Ball movement leads to easy layup for Blake McLimans early in the 2nd half
Really impressive play all around for the Wolverines. Darius starts by getting the ball out on the fast break quickly and finding a very open Stu Douglass at around the free-throw line extended. Stu passes up the 3-pointer, pump-fakes and makes a strong move to the basket. He sees the rest of the Crimson aren’t quite back on defense and shovels a nice pass to Blake McLimans for the easy layup. Though Stu Douglass deserves props for his great shooting tonight, he contributed a whole lot more–he also recorded four rebounds, two assists and some solid defense along with this smart play that brought Michigan to within two points of Harvard while the Wolverines were clawing their way back early in the 2nd half. Also, finishing a good lay-in like was probably a confidence-booster for McLimans, who hasn’t been playing great this season.
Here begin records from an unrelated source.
//! # cefmerge
//!
//! Command-line front end for combining CEF results and exporting libraries.
//!
//! ## Usage
//!
//! ```bash
//! # Merge every .cef file of a batch into one table
//! cefmerge combine results/ -o combined.csv
//!
//! # Export the table for library search tools
//! cefmerge export-jcamp combined.csv library.jdx
//! cefmerge export-library combined.csv library.xml
//!
//! # Hand one spectrum to an external search program
//! cefmerge spectrum combined.csv --row 12 datafile.txt
//! ```

use anyhow::Result;
use clap::Parser;

mod cli;

fn main() -> Result<()> {
    let cli = cli::Cli::parse();
    cli::init_logging(cli.verbosity());
    cli::dispatch(cli)
}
Matt Vogrich drains a clutch 3-pointer off the skip pass from Zack Novak
At around the four-minute mark in the second half, Michigan was clinging to a one-point lead over Harvard and hadn’t scored for over two minutes. Darius brought the ball up the court and looked intent on finding Zack in the right corner. Zack eventually gets the ball in the post and somehow finds a wide-open Matt Vogrich clear across the court and makes a great pass over the defense to get him the ball. Vogrich knocks down the 3-pointer and makes a precarious one-point deficit a slightly more comfortable four-point cushion late in the game. Michigan wouldn’t relinquish that four-point lead until very late in the game, as they won by three.
Jordan Morgan takes a charge against Keith Wright late in the 2nd half
Morgan has been working on this all season, according to John Beilein. Beilein said early in the year that Morgan was taking some of the first offensive fouls of his life, but after how many he took against Syracuse he looked like a seasoned vet. He continued to progress in that area yesterday against Harvard, taking (and flopping a little) a charge against Crimson big man Keith Wright, who had been giving the Wolverines trouble all game. This occurred with about two minutes left in the game and Michigan nursing as four-point lead. It was a great way to get Michigan the ball back and Morgan made it look easy.
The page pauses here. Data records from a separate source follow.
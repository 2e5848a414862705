//! Spectrum hand-off file for an external library search program.
//!
//! The search program imports a small text file holding one spectrum:
//!
//! ```text
//! name:RT - 5.5
//! num:3
//! 91	999
//! 92	72
//! 65	120
//! ```
//!
//! Launching the search program itself is left to the caller.

use std::fs;
use std::path::Path;

use super::{format_decimal, ExportError};
use crate::compound::MergedCompoundEntry;

/// Render the hand-off text for one entry.
pub fn format_spectrum(entry: &MergedCompoundEntry) -> Result<String, ExportError> {
    if entry.peaks.is_empty() {
        return Err(ExportError::EmptySpectrum {
            name: entry.display_name().to_string(),
        });
    }

    let mut text = format!(
        "name:RT - {}\nnum:{}\n",
        format_decimal(entry.retention_time),
        entry.peaks.len()
    );
    for peak in &entry.peaks {
        text.push_str(&format!("{}\t{}\n", peak.mz, peak.intensity.trunc() as i64));
    }
    Ok(text)
}

/// Write the hand-off file for one entry.
pub fn write_spectrum_file<P: AsRef<Path>>(path: P, entry: &MergedCompoundEntry) -> Result<(), ExportError> {
    fs::write(path, format_spectrum(entry)?)?;
    Ok(())
}

#[cfg(test)]
mod tests {
    use super::*;
    use crate::compound::{CompoundRecord, Peak};

    #[test]
    fn test_format_spectrum() {
        let entry = MergedCompoundEntry::from(CompoundRecord::new(
            5.5,
            vec![Peak::new(91, 999.7), Peak::new(92, 72.0), Peak::new(65, 120.1)],
        ));
        assert_eq!(
            format_spectrum(&entry).unwrap(),
            "name:RT - 5.5\nnum:3\n91\t999\n92\t72\n65\t120\n"
        );
    }

    #[test]
    fn test_write_spectrum_file() {
        let dir = tempfile::tempdir().unwrap();
        let path = dir.path().join("datafile.txt");
        let entry = MergedCompoundEntry::from(CompoundRecord::new(2.0, vec![Peak::new(44, 10.0)]));
        write_spectrum_file(&path, &entry).unwrap();
        assert_eq!(std::fs::read_to_string(&path).unwrap(), "name:RT - 2.0\nnum:1\n44\t10\n");
    }
}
Stu Douglass buries a barrage of 3-pointers
Stu started with hitting a tough 3-pointer early in the second half, at around the 13:30 mark. Seemed unassuming enough. Then, he made another one less than a minute later. With a long two and another make from beyond the arc Stu’s second-half mastery was complete. He almost single-handedly led the Wolverines back from a seven-point halftime deficit to, by the time he was done scoring, a seven-point Michigan lead. His long-range makes came at exactly the right time and played a big part in building up a lead the Wolverines would hold onto for the remainder of the game. I think this can also solidify Stu’s role on this team as a shooter and can allow him to find a groove in that role. His purpose off the bench should be to shoot–though he can do many other things (pass, play good off-the-ball-defense), shooting is how he can help the team the most.